DIRECTIONS FOR THIS TASK:
How many lines in the data below contain the string "CreatedWithDefaults"? Answer with the number only.

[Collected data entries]

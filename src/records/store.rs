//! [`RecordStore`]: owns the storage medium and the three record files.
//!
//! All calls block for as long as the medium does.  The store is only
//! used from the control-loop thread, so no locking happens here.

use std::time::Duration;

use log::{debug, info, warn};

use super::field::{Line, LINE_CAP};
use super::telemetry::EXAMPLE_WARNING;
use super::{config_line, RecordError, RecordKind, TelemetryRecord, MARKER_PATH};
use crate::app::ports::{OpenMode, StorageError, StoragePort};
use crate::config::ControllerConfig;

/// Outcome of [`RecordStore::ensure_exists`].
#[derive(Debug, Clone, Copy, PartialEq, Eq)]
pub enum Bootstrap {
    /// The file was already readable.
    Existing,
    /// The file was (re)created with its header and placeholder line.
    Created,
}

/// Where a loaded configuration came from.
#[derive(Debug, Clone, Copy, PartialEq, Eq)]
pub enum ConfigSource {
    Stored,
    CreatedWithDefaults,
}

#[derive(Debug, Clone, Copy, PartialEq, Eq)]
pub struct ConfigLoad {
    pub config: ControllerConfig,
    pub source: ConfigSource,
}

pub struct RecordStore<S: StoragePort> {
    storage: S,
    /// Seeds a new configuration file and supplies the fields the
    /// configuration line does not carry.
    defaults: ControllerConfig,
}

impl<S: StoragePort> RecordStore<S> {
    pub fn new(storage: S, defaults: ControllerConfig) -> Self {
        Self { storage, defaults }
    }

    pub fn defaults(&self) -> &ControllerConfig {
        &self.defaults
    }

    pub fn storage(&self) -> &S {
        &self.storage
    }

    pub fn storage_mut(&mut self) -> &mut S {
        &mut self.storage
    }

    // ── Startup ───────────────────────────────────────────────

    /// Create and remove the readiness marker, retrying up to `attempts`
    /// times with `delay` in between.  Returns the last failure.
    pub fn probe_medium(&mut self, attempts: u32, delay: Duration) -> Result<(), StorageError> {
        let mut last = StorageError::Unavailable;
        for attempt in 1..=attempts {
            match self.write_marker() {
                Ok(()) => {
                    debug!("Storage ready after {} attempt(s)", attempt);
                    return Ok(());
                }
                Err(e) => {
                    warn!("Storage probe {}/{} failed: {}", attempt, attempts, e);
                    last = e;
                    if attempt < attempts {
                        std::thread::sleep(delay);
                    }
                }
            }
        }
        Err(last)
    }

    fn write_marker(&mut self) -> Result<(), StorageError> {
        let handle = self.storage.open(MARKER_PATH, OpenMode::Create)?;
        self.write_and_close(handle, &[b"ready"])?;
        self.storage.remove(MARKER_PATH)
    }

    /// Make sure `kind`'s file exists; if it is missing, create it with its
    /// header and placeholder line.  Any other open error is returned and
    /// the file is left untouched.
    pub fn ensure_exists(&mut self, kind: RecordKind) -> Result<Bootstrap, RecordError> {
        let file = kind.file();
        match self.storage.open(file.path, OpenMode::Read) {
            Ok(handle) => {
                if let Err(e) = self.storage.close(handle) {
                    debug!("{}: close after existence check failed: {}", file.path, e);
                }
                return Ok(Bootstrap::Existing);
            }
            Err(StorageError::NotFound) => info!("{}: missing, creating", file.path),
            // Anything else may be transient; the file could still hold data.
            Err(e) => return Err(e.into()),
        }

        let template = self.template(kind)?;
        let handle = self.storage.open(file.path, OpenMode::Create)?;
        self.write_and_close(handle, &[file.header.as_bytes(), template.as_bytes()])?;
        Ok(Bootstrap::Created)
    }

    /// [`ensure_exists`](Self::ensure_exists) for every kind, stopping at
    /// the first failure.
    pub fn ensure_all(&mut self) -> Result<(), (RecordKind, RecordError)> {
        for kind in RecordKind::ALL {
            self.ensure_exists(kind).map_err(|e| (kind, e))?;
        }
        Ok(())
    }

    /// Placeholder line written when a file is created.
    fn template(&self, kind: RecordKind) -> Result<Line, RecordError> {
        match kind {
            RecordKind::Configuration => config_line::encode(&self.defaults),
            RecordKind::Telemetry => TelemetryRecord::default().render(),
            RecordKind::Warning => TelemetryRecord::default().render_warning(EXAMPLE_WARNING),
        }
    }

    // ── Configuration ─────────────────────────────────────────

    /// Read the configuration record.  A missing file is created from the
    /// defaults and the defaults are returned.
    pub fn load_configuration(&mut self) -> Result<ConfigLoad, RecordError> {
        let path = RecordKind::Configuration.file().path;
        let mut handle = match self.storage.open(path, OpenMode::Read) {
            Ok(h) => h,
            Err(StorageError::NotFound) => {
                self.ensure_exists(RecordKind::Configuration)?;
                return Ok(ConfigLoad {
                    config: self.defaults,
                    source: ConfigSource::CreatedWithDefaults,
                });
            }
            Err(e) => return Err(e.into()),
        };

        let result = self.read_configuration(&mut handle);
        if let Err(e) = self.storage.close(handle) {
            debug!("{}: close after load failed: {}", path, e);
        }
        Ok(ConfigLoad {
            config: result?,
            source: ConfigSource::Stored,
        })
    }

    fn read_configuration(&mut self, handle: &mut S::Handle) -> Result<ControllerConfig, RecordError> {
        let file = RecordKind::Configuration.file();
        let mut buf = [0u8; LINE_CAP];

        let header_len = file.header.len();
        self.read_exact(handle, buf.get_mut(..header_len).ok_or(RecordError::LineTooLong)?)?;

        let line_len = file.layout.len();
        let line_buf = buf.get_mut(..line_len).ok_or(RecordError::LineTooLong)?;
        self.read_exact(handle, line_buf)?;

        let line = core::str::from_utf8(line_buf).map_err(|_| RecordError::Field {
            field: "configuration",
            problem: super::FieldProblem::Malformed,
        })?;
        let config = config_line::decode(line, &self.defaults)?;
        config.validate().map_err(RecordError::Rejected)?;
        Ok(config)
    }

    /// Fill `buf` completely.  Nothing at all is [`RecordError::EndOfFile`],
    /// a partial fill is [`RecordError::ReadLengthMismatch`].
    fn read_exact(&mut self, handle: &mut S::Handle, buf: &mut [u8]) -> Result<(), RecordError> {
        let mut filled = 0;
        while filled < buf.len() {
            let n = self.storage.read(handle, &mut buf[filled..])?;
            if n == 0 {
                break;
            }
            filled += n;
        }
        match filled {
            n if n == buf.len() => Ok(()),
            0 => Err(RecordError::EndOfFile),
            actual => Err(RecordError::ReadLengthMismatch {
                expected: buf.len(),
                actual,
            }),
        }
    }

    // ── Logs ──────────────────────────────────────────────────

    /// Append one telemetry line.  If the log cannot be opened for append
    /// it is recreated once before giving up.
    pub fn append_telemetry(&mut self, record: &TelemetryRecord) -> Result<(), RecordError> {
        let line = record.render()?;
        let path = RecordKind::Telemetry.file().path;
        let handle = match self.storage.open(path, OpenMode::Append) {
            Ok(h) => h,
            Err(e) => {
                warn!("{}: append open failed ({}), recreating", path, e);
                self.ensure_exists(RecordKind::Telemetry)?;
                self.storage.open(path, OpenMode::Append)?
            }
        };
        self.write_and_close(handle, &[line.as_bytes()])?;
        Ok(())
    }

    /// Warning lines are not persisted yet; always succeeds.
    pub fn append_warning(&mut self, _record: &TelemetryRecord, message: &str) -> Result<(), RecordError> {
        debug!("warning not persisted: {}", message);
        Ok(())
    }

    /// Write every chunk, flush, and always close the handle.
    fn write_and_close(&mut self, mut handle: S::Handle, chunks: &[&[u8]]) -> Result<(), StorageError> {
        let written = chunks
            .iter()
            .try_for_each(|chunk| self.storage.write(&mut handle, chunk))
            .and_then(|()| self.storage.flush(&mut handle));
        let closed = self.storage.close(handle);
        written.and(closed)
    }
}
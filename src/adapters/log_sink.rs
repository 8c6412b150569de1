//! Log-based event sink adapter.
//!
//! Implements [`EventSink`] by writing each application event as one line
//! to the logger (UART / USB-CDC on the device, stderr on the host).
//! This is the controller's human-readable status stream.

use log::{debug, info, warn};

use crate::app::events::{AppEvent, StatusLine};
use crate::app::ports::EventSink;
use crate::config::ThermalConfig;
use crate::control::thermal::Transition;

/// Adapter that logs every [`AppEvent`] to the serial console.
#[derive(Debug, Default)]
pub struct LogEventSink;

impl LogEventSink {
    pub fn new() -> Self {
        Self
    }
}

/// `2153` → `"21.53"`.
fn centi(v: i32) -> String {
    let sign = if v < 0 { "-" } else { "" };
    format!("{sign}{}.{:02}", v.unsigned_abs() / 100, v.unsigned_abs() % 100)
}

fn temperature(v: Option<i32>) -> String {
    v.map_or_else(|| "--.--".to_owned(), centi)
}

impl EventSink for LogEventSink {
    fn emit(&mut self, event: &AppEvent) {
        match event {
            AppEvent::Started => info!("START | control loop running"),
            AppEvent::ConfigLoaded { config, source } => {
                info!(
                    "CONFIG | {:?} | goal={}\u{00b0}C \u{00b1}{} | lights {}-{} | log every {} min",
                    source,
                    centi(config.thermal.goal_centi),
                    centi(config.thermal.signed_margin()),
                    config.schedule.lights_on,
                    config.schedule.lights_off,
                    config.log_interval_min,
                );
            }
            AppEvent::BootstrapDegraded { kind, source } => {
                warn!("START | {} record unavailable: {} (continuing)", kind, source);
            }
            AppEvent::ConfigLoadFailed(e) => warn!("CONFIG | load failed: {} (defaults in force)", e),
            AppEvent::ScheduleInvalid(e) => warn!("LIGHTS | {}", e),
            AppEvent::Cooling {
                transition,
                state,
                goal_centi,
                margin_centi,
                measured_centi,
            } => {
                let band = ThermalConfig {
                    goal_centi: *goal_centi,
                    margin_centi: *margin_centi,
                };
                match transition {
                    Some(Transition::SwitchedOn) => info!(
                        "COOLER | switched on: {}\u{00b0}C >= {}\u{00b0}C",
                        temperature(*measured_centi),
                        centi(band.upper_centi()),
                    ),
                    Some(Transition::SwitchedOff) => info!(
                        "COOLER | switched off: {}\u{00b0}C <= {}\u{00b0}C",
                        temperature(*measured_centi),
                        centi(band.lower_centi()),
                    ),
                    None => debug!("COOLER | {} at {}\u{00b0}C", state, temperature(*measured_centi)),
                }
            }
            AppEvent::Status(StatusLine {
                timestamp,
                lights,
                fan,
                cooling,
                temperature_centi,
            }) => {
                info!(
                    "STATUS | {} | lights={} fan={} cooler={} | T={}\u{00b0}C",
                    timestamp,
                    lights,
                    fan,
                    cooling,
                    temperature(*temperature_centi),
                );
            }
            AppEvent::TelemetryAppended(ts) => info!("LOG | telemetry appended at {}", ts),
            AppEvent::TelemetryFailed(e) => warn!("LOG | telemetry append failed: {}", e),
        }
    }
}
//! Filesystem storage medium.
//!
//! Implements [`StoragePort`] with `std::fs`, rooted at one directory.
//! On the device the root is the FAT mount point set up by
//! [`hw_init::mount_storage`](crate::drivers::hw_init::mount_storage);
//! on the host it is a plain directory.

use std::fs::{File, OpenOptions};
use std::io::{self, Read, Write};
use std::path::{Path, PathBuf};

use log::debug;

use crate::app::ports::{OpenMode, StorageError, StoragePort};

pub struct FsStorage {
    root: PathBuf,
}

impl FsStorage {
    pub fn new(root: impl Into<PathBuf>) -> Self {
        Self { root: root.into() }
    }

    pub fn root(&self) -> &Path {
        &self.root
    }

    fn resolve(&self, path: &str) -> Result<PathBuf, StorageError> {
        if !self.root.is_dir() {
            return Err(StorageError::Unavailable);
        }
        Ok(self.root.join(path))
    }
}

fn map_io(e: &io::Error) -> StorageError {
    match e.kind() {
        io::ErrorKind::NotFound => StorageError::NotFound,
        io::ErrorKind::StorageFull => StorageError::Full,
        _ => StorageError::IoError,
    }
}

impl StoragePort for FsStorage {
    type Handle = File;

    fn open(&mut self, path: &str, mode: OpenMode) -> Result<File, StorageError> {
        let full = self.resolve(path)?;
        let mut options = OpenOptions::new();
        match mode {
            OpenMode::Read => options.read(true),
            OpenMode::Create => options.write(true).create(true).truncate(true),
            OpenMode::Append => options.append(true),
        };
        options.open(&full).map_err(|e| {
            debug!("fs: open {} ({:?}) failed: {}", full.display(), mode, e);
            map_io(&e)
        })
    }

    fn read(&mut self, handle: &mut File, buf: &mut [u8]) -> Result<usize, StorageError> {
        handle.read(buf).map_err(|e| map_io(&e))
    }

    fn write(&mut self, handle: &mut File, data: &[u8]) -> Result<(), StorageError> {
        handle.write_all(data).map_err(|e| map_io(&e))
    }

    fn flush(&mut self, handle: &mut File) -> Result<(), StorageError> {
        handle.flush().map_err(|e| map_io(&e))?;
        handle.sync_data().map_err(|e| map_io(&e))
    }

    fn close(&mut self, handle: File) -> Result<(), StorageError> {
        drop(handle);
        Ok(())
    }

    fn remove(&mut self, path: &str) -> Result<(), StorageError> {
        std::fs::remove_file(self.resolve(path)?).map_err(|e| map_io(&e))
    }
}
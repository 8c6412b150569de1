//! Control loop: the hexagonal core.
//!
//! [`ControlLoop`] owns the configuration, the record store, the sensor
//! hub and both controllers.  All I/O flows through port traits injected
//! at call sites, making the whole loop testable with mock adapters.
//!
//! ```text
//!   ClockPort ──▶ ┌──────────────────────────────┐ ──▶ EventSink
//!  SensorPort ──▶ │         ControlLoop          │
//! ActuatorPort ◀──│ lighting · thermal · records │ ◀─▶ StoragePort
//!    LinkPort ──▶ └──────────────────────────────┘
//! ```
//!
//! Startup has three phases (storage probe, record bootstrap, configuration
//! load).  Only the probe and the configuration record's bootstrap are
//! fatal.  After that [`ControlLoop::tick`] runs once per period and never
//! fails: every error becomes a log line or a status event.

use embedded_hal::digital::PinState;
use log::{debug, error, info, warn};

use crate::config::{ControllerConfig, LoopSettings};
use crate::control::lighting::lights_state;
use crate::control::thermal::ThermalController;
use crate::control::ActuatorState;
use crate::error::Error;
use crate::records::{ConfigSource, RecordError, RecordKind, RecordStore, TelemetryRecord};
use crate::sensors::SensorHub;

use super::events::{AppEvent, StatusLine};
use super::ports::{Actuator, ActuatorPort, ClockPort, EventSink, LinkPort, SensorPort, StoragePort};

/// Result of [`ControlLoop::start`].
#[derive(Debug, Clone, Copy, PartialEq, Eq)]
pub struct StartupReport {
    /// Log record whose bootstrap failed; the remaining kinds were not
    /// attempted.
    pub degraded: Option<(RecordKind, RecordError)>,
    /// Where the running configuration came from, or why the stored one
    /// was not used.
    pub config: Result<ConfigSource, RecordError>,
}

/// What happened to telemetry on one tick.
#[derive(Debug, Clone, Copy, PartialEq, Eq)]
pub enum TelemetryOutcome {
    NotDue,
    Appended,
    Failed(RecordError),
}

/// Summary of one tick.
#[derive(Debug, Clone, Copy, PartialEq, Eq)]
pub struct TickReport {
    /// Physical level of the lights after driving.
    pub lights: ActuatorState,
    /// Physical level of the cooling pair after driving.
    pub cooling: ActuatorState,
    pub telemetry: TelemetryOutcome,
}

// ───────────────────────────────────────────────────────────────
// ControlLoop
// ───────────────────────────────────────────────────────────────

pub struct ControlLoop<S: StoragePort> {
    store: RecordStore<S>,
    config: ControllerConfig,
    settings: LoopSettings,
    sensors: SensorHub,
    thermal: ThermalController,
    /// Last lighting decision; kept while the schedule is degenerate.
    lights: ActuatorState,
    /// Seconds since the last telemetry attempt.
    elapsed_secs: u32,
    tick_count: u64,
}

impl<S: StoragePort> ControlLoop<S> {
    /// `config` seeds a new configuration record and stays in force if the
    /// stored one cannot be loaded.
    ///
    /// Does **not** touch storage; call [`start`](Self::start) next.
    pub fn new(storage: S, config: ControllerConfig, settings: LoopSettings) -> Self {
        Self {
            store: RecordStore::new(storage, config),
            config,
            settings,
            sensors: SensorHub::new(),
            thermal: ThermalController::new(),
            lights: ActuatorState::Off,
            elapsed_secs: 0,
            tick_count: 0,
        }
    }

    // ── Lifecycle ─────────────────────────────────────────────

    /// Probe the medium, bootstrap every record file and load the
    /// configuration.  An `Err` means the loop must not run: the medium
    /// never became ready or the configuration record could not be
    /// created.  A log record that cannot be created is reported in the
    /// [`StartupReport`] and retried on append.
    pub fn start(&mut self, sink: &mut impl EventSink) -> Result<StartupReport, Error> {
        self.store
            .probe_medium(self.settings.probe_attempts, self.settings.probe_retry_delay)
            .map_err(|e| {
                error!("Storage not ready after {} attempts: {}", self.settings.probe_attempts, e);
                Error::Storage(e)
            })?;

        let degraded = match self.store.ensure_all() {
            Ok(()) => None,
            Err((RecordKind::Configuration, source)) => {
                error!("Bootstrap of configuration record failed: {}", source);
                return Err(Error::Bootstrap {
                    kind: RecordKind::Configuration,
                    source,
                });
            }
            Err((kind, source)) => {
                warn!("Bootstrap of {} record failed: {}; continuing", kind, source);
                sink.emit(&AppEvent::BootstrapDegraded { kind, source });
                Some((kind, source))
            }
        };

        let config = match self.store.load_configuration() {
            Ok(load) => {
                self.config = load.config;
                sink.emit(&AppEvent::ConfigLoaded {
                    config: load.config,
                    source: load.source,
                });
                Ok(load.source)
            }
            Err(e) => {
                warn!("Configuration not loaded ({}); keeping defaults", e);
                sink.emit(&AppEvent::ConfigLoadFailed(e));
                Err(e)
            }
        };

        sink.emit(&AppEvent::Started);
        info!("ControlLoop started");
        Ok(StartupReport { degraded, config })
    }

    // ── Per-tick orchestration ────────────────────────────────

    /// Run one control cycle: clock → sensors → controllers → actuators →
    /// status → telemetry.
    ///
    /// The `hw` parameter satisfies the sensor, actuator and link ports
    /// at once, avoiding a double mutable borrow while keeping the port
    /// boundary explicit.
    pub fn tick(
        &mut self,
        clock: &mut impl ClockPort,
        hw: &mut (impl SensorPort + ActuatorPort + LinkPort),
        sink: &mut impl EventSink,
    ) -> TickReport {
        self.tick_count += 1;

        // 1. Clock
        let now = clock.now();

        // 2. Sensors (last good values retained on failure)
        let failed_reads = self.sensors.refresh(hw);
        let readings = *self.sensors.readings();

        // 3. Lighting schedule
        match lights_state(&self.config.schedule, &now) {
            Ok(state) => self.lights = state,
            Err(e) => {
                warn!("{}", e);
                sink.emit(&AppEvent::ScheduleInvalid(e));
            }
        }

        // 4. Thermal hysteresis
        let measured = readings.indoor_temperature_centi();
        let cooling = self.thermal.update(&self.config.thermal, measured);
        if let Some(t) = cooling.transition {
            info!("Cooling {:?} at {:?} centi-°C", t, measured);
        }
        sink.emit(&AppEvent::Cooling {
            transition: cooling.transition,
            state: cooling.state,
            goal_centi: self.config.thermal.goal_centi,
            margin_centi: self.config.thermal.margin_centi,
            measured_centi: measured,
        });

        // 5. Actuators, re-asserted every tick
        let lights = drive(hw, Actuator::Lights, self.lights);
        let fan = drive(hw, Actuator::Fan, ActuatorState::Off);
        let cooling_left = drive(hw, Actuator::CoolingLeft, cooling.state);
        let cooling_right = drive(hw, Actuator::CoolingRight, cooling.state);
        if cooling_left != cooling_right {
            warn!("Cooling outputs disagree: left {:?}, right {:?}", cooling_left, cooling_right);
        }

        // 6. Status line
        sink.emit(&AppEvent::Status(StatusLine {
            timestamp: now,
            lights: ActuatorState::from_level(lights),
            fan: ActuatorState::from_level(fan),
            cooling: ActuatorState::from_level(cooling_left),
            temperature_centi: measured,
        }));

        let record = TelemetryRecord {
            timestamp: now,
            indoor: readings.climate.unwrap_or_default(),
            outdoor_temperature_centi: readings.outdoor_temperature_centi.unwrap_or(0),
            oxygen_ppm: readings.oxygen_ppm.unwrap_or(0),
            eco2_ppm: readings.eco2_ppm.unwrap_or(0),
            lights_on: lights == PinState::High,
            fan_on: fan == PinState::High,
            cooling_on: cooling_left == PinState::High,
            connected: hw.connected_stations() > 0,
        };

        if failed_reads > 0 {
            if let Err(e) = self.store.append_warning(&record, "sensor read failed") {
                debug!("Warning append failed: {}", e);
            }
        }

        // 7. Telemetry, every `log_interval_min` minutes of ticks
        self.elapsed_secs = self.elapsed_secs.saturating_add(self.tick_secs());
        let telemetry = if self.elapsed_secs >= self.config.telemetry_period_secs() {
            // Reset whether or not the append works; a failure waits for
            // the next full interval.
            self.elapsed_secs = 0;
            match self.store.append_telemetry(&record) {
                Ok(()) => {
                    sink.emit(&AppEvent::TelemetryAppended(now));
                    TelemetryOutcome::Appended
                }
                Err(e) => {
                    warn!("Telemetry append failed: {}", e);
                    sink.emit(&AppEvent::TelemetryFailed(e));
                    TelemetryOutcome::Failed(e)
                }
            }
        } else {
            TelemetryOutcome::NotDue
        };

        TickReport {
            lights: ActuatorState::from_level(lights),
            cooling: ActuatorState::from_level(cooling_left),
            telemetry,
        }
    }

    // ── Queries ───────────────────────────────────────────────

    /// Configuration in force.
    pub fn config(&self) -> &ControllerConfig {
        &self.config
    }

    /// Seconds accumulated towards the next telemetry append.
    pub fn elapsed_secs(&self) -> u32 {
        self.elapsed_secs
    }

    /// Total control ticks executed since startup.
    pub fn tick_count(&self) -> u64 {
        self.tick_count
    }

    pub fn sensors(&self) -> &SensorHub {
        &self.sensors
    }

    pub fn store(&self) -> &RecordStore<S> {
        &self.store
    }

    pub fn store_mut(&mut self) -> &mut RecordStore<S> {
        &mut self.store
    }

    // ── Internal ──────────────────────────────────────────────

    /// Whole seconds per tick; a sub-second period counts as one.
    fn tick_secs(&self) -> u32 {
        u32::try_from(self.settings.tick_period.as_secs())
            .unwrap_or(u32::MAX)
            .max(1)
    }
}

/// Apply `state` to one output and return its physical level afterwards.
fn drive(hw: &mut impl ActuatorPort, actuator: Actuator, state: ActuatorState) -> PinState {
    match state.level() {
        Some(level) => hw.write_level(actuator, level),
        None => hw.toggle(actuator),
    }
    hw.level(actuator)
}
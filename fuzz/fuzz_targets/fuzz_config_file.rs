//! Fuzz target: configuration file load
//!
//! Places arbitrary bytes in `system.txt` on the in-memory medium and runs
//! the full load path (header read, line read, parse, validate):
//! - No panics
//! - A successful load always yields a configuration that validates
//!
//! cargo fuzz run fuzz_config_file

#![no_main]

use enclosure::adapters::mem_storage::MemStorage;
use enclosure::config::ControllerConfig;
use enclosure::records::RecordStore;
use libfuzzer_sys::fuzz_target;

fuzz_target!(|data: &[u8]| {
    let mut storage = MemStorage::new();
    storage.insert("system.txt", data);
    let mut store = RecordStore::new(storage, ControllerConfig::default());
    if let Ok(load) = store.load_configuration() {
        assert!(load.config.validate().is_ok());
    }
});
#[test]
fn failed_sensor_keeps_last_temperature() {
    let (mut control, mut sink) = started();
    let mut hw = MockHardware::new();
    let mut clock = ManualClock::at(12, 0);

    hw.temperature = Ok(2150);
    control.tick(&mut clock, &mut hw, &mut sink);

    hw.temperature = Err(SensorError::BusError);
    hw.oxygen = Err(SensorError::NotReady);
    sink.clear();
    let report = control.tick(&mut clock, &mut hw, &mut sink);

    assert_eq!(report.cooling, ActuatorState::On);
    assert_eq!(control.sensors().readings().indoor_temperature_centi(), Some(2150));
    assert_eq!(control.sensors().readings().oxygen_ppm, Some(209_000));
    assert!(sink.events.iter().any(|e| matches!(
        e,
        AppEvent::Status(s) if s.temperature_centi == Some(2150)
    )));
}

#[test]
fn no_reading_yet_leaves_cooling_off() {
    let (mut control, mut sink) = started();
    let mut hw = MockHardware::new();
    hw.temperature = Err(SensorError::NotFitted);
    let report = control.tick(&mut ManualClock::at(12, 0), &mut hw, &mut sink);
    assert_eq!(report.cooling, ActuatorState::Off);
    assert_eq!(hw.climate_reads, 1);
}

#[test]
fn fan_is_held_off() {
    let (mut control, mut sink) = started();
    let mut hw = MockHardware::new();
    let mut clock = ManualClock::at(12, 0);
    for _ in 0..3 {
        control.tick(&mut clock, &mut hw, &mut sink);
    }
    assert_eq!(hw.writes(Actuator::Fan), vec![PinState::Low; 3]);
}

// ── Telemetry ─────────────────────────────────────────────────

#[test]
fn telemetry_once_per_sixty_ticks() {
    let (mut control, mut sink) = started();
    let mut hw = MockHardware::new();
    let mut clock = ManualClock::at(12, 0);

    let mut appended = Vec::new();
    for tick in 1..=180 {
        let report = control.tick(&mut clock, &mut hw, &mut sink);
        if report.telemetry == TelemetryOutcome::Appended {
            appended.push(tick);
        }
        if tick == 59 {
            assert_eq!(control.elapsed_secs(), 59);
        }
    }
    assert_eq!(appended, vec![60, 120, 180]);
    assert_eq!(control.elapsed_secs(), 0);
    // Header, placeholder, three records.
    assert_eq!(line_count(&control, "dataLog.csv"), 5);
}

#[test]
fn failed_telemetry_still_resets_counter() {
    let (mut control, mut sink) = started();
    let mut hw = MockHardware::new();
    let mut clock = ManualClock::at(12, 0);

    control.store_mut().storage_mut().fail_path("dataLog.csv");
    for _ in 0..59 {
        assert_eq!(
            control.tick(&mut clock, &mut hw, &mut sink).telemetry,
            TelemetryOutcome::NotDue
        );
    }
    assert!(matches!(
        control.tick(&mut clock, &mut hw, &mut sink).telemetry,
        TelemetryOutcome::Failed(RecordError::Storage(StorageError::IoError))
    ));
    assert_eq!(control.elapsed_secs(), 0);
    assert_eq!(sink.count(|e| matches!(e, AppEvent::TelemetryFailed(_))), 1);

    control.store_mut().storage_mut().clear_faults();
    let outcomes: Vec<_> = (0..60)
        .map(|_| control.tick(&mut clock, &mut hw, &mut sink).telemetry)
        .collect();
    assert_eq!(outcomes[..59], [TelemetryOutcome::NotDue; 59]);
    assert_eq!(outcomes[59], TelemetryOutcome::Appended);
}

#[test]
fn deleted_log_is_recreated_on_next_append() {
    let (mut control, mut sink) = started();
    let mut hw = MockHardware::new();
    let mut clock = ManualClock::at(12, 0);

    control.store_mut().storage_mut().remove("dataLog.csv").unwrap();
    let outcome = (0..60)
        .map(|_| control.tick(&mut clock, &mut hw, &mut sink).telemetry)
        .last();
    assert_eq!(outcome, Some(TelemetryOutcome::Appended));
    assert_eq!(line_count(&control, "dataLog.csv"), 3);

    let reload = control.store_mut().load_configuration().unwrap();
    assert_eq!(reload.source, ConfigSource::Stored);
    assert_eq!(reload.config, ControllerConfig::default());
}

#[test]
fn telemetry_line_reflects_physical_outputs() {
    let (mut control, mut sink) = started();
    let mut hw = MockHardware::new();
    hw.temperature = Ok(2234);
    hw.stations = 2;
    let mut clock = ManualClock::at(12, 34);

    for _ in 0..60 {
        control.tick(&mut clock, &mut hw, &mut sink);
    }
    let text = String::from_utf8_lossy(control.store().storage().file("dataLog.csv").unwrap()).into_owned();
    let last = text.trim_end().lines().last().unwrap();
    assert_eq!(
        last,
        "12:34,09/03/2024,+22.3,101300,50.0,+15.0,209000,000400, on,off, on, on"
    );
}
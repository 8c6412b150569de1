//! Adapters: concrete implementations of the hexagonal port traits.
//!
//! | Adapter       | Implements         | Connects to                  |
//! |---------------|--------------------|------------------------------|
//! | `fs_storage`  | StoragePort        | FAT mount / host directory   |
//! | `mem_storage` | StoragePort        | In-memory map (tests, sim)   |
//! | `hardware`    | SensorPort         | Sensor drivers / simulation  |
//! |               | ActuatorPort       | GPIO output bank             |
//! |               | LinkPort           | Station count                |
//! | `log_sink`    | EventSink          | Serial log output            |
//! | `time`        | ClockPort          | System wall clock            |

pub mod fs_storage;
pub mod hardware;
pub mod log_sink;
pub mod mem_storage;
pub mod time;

ANSWER BOX:
2